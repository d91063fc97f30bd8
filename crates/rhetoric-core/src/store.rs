// ─────────────────────────────────────────────────────────────────────
// Director-Class AI — Adjustment Store
// ─────────────────────────────────────────────────────────────────────
//! Repository for per-pattern adjustment records.
//!
//! The in-memory backend keeps records in a `DashMap`; an update runs
//! while the entry's shard lock is held, so concurrent feedback on the
//! same pattern cannot interleave a read-modify-write.

use dashmap::DashMap;

use rhetoric_types::AdjustmentRecord;

/// Trait for adjustment record storage.
pub trait AdjustmentStore: Send + Sync {
    /// Snapshot of the record, if any.
    fn get(&self, pattern_id: &str) -> Option<AdjustmentRecord>;

    /// Run `update` on the record (created on first use) as a single
    /// critical section. Returns the record after the update.
    fn atomic_update(
        &self,
        pattern_id: &str,
        update: &mut dyn FnMut(&mut AdjustmentRecord),
    ) -> AdjustmentRecord;

    /// Delete the record and its history. Returns true if one existed.
    fn reset(&self, pattern_id: &str) -> bool;

    /// Insert a record loaded from durable storage, replacing any
    /// existing one.
    fn restore(&self, record: AdjustmentRecord);

    /// All records, ordered by pattern id.
    fn snapshot(&self) -> Vec<AdjustmentRecord>;
}

/// Default process-local store.
#[derive(Default)]
pub struct InMemoryAdjustmentStore {
    records: DashMap<String, AdjustmentRecord>,
}

impl InMemoryAdjustmentStore {
    pub fn new() -> Self {
        Self::default()
    }

    pub fn len(&self) -> usize {
        self.records.len()
    }

    pub fn is_empty(&self) -> bool {
        self.records.is_empty()
    }
}

impl AdjustmentStore for InMemoryAdjustmentStore {
    fn get(&self, pattern_id: &str) -> Option<AdjustmentRecord> {
        self.records.get(pattern_id).map(|r| r.clone())
    }

    fn atomic_update(
        &self,
        pattern_id: &str,
        update: &mut dyn FnMut(&mut AdjustmentRecord),
    ) -> AdjustmentRecord {
        let mut entry = self
            .records
            .entry(pattern_id.to_string())
            .or_insert_with(|| AdjustmentRecord::new(pattern_id));
        update(entry.value_mut());
        entry.value().clone()
    }

    fn reset(&self, pattern_id: &str) -> bool {
        self.records.remove(pattern_id).is_some()
    }

    fn restore(&self, record: AdjustmentRecord) {
        self.records.insert(record.pattern_id().to_string(), record);
    }

    fn snapshot(&self) -> Vec<AdjustmentRecord> {
        let mut all: Vec<AdjustmentRecord> = self.records.iter().map(|r| r.clone()).collect();
        all.sort_by(|a, b| a.pattern_id().cmp(b.pattern_id()));
        all
    }
}
// ─────────────────────────────────────────────────────────────────────
// Director-Class AI — Telemetry Dispatch
// ─────────────────────────────────────────────────────────────────────
//! Fire-and-forget summary events after each analysis call.

use std::sync::Arc;

use parking_lot::RwLock;

use rhetoric_types::TelemetryEvent;

/// Trait for telemetry sinks. Must not block.
pub trait TelemetrySink: Send + Sync {
    fn record(&self, event: &TelemetryEvent);
}

/// Writes each event through the `log` facade at debug level.
pub struct LogTelemetrySink;

impl TelemetrySink for LogTelemetrySink {
    fn record(&self, event: &TelemetryEvent) {
        log::debug!(
            "telemetry: mode={} stakes={} triggered={:?}",
            event.mode,
            event
                .stakes_level
                .map(|s| s.as_str())
                .unwrap_or("none"),
            event.triggered_pattern_ids
        );
    }
}

/// Fans events out to registered sinks. A panicking sink is logged
/// and does not affect the others or the caller.
#[derive(Default)]
pub struct TelemetryDispatcher {
    sinks: RwLock<Vec<Arc<dyn TelemetrySink>>>,
}

impl TelemetryDispatcher {
    pub fn new() -> Self {
        Self::default()
    }

    pub fn register(&self, sink: Arc<dyn TelemetrySink>) {
        self.sinks.write().push(sink);
    }

    pub fn sink_count(&self) -> usize {
        self.sinks.read().len()
    }

    pub fn emit(&self, event: &TelemetryEvent) {
        let sinks = self.sinks.read();
        for sink in sinks.iter() {
            let result = std::panic::catch_unwind(std::panic::AssertUnwindSafe(|| {
                sink.record(event);
            }));
            if result.is_err() {
                log::warn!("Telemetry sink panicked; event dropped for that sink");
            }
        }
    }
}
#[cfg(test)]
mod tests {
    use super::*;
    use crate::matcher::PhraseSet;
use crate::persistence::JsonFilePersistence;
    use rhetoric_types::Category;

    fn calibrator() -> AdaptiveCalibrator {
        AdaptiveCalibrator::new(CalibrationConfig::default())
    }

    #[test]
    fn test_classification() {
        assert_eq!(
            classify_feedback("false positive, completely wrong"),
            FeedbackKind::FalsePositive
        );
        assert_eq!(classify_feedback("You missed this one"), FeedbackKind::FalseNegative);
        assert_eq!(classify_feedback("This is incorrect"), FeedbackKind::FalsePositive);
        assert_eq!(classify_feedback("Good catch"), FeedbackKind::Correct);
        assert_eq!(classify_feedback("hmm"), FeedbackKind::Disputed);
        assert_eq!(classify_feedback(""), FeedbackKind::Disputed);
    }

    #[test]
    fn test_cue_catalogs_compile() {
        assert!(FeedbackCues::compile().is_ok());
        assert!(feedback_cues().is_some());
    }

    #[test]
    fn test_cues_need_whole_words() {
        assert_eq!(classify_feedback("I disagree with this"), FeedbackKind::Disputed);
        assert_eq!(classify_feedback("unhelpful flag"), FeedbackKind::Disputed);
        assert_eq!(
            classify_feedback("this is outright manipulation"),
            FeedbackKind::Disputed
        );
        assert_eq!(classify_feedback("I agree"), FeedbackKind::Correct);
        assert_eq!(classify_feedback("That's right."), FeedbackKind::Correct);
    }

    #[test]
    fn test_negated_correct_is_false_positive() {
        assert_eq!(classify_feedback("not correct"), FeedbackKind::FalsePositive);
        assert_eq!(classify_feedback("This is not right"), FeedbackKind::FalsePositive);
    }

    #[test]
    fn test_disagreement_applies_disputed_delta() {
        let cal = calibrator();
        cal.adjust_confidence("P", 0.6, "I disagree with this", "");
        assert!((cal.pattern_adjustment("P") + 0.025).abs() < 1e-12);
    }

    #[test]
    fn test_intensity() {
        assert_eq!(feedback_intensity("completely wrong"), 2.0);
        assert_eq!(feedback_intensity("Totally incorrect!"), 2.0);
        assert_eq!(feedback_intensity("very wrong"), 1.5);
        assert_eq!(feedback_intensity("clearly incorrect"), 1.5);
        assert_eq!(feedback_intensity("maybe a false positive"), 0.5);
        assert_eq!(feedback_intensity("missed"), 1.0);
    }

    #[test]
    fn test_completely_wrong_false_positive() {
        let cal = calibrator();
        let adjusted =
            cal.adjust_confidence("P", 0.8, "false positive, completely wrong", "ctx");
        assert!((adjusted - 0.7).abs() < 1e-9);
        assert!((cal.pattern_adjustment("P") + 0.1).abs() < 1e-12);
        let record = cal.record("P").unwrap();
        let event = &record.learning_history()[0];
        assert_eq!(event.kind, FeedbackKind::FalsePositive);
        assert_eq!(event.intensity, 2.0);
    }

    #[test]
    fn test_ten_missed_caps_at_bound() {
        let cal = calibrator();
        for _ in 0..10 {
            cal.adjust_confidence("P", 0.5, "missed", "");
        }
        assert_eq!(cal.pattern_adjustment("P"), 0.3);
        let last = cal.record("P").unwrap().learning_history().back().cloned().unwrap();
        assert_eq!(last.applied_delta, 0.0);
        assert!((last.raw_delta - 0.05).abs() < 1e-12);
    }

    #[test]
    fn test_correct_is_neutral() {
        let cal = calibrator();
        let adjusted = cal.adjust_confidence("P", 0.6, "correct", "");
        assert!((adjusted - 0.6).abs() < 1e-12);
        assert_eq!(cal.pattern_adjustment("P"), 0.0);
        assert!(cal.record("P").is_some());
    }

    #[test]
    fn test_disputed_delta() {
        let cal = calibrator();
        cal.adjust_confidence("P", 0.6, "not sure about this", "");
        assert!((cal.pattern_adjustment("P") + 0.025).abs() < 1e-12);
    }

    #[test]
    fn test_returned_confidence_clamped() {
        let cal = calibrator();
        assert_eq!(cal.adjust_confidence("P", 0.94, "false negative, missed", ""), 0.95);
        assert_eq!(cal.adjust_confidence("Q", 0.06, "completely wrong", ""), 0.05);
    }

    #[test]
    fn test_unknown_pattern_adjustment_zero() {
        assert_eq!(calibrator().pattern_adjustment("nobody"), 0.0);
    }

    #[test]
    fn test_history_capped() {
        let cal = AdaptiveCalibrator::new(CalibrationConfig {
            history_cap: 3,
            ..Default::default()
        });
        for _ in 0..7 {
            cal.adjust_confidence("P", 0.5, "correct", "");
        }
        assert_eq!(cal.record("P").unwrap().learning_history().len(), 3);
    }

    #[test]
    fn test_snippet_truncated() {
        let cal = AdaptiveCalibrator::new(CalibrationConfig {
            snippet_max_chars: 4,
            ..Default::default()
        });
        cal.adjust_confidence("P", 0.5, "correct", "ééééééé");
        let record = cal.record("P").unwrap();
        assert_eq!(record.learning_history()[0].context_snippet, "éééé");
    }

    #[test]
    fn test_reset_pattern() {
        let cal = calibrator();
        cal.adjust_confidence("P", 0.5, "missed", "");
        assert!(cal.reset_pattern("P"));
        assert!(cal.record("P").is_none());
        assert_eq!(cal.pattern_adjustment("P"), 0.0);
        assert!(!cal.reset_pattern("P"));
    }

    #[test]
    fn test_apply_to_findings() {
        let cal = calibrator();
        cal.adjust_confidence("p", 0.5, "false positive, completely wrong", "");
        let mut findings = vec![
            Finding::new("p", Category::Bandwagon, "l", 0.65, "r", 2),
            Finding::new("q", Category::Bandwagon, "l", 0.65, "r", 2),
        ];
        cal.apply(&mut findings);
        assert!((findings[0].confidence - 0.55).abs() < 1e-9);
        assert!(findings[0].has_tag("calibrated"));
        assert_eq!(findings[1].confidence, 0.65);
    }

    #[test]
    fn test_stats() {
        let cal = calibrator();
        for _ in 0..7 {
            cal.adjust_confidence("a", 0.5, "missed", "");
        }
        cal.adjust_confidence("b", 0.5, "wrong", "");
        let stats = cal.stats();
        assert_eq!(stats.patterns_tracked, 2);
        assert_eq!(stats.events_by_kind[&FeedbackKind::FalseNegative], 7);
        assert_eq!(stats.events_by_kind[&FeedbackKind::FalsePositive], 1);
        assert_eq!(stats.saturated_patterns, vec!["a".to_string()]);
        assert!((stats.mean_adjustment - 0.125).abs() < 1e-9);
    }

    #[test]
    fn test_concurrent_feedback_respects_bound() {
        let cal = Arc::new(calibrator());
        let handles: Vec<_> = (0..8)
            .map(|i| {
                let cal = Arc::clone(&cal);
                std::thread::spawn(move || {
                    let text = if i % 2 == 0 { "missed" } else { "completely wrong" };
                    for _ in 0..50 {
                        cal.adjust_confidence("P", 0.5, text, "");
                        assert!(cal.pattern_adjustment("P").abs() <= 0.3);
                    }
                })
            })
            .collect();
        for h in handles {
            h.join().unwrap();
        }
        assert!(cal.pattern_adjustment("P").abs() <= 0.3);
    }

    #[test]
    fn test_persistence_round_trip() {
        let dir = tempfile::tempdir().unwrap();
        {
            let backend = Arc::new(JsonFilePersistence::open(dir.path()).unwrap());
            let cal = AdaptiveCalibrator::with_persistence(
                CalibrationConfig::default(),
                Arc::new(InMemoryAdjustmentStore::new()),
                backend,
            )
            .unwrap();
            cal.adjust_confidence("P", 0.8, "false positive, completely wrong", "");
            assert!(cal.flush(Duration::from_secs(5)));
        }
        let backend = Arc::new(JsonFilePersistence::open(dir.path()).unwrap());
        let cal = AdaptiveCalibrator::with_persistence(
            CalibrationConfig::default(),
            Arc::new(InMemoryAdjustmentStore::new()),
            backend,
        )
        .unwrap();
        assert!((cal.pattern_adjustment("P") + 0.1).abs() < 1e-12);
    }

    #[test]
    fn test_concurrent_feedback_persists_latest_factor() {
        let dir = tempfile::tempdir().unwrap();
        let backend = Arc::new(JsonFilePersistence::open(dir.path()).unwrap());
        let cal = Arc::new(
            AdaptiveCalibrator::with_persistence(
                CalibrationConfig::default(),
                Arc::new(InMemoryAdjustmentStore::new()),
                backend.clone(),
            )
            .unwrap(),
        );
        let handles: Vec<_> = (0..4)
            .map(|i| {
                let cal = Arc::clone(&cal);
                std::thread::spawn(move || {
                    let text = if i % 2 == 0 { "missed" } else { "wrong" };
                    for _ in 0..25 {
                        cal.adjust_confidence("P", 0.5, text, "");
                    }
                })
            })
            .collect();
        for h in handles {
            h.join().unwrap();
        }
        assert!(cal.flush(Duration::from_secs(5)));
        let on_disk = backend.load_all().unwrap();
        assert_eq!(on_disk.len(), 1);
        let in_memory = cal.record("P").unwrap();
        assert!((on_disk[0].adjustment_factor() - in_memory.adjustment_factor()).abs() < 1e-12);
        assert_eq!(
            on_disk[0].learning_history().len(),
            in_memory.learning_history().len()
        );
    }

    #[test]
    fn test_unavailable_backend_falls_back_to_memory() {
        struct Down;
        impl PersistenceBackend for Down {
            fn save(&self, _: &AdjustmentRecord) -> GuardResult<()> {
                Err(rhetoric_types::GuardError::Persistence("down".into()))
            }
            fn remove(&self, _: &str) -> GuardResult<()> {
                Err(rhetoric_types::GuardError::Persistence("down".into()))
            }
            fn load_all(&self) -> GuardResult<Vec<AdjustmentRecord>> {
                Err(rhetoric_types::GuardError::Persistence("down".into()))
            }
        }
        let cal = AdaptiveCalibrator::with_persistence(
            CalibrationConfig::default(),
            Arc::new(InMemoryAdjustmentStore::new()),
            Arc::new(Down),
        )
        .unwrap();
        let adjusted = cal.adjust_confidence("P", 0.8, "false positive, completely wrong", "");
        assert!((adjusted - 0.7).abs() < 1e-9);
        assert!((cal.pattern_adjustment("P") + 0.1).abs() < 1e-12);
    }
}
----------
> EXERCISE DETAILS
Look through the entries. Copy out each line with "Category" in it.

> SOLUTION BELOW
    use rhetoric_types::Category;
            Finding::new("p", Category::Bandwagon, "l", 0.65, "r", 2),
            Finding::new("q", Category::Bandwagon, "l", 0.65, "r", 2),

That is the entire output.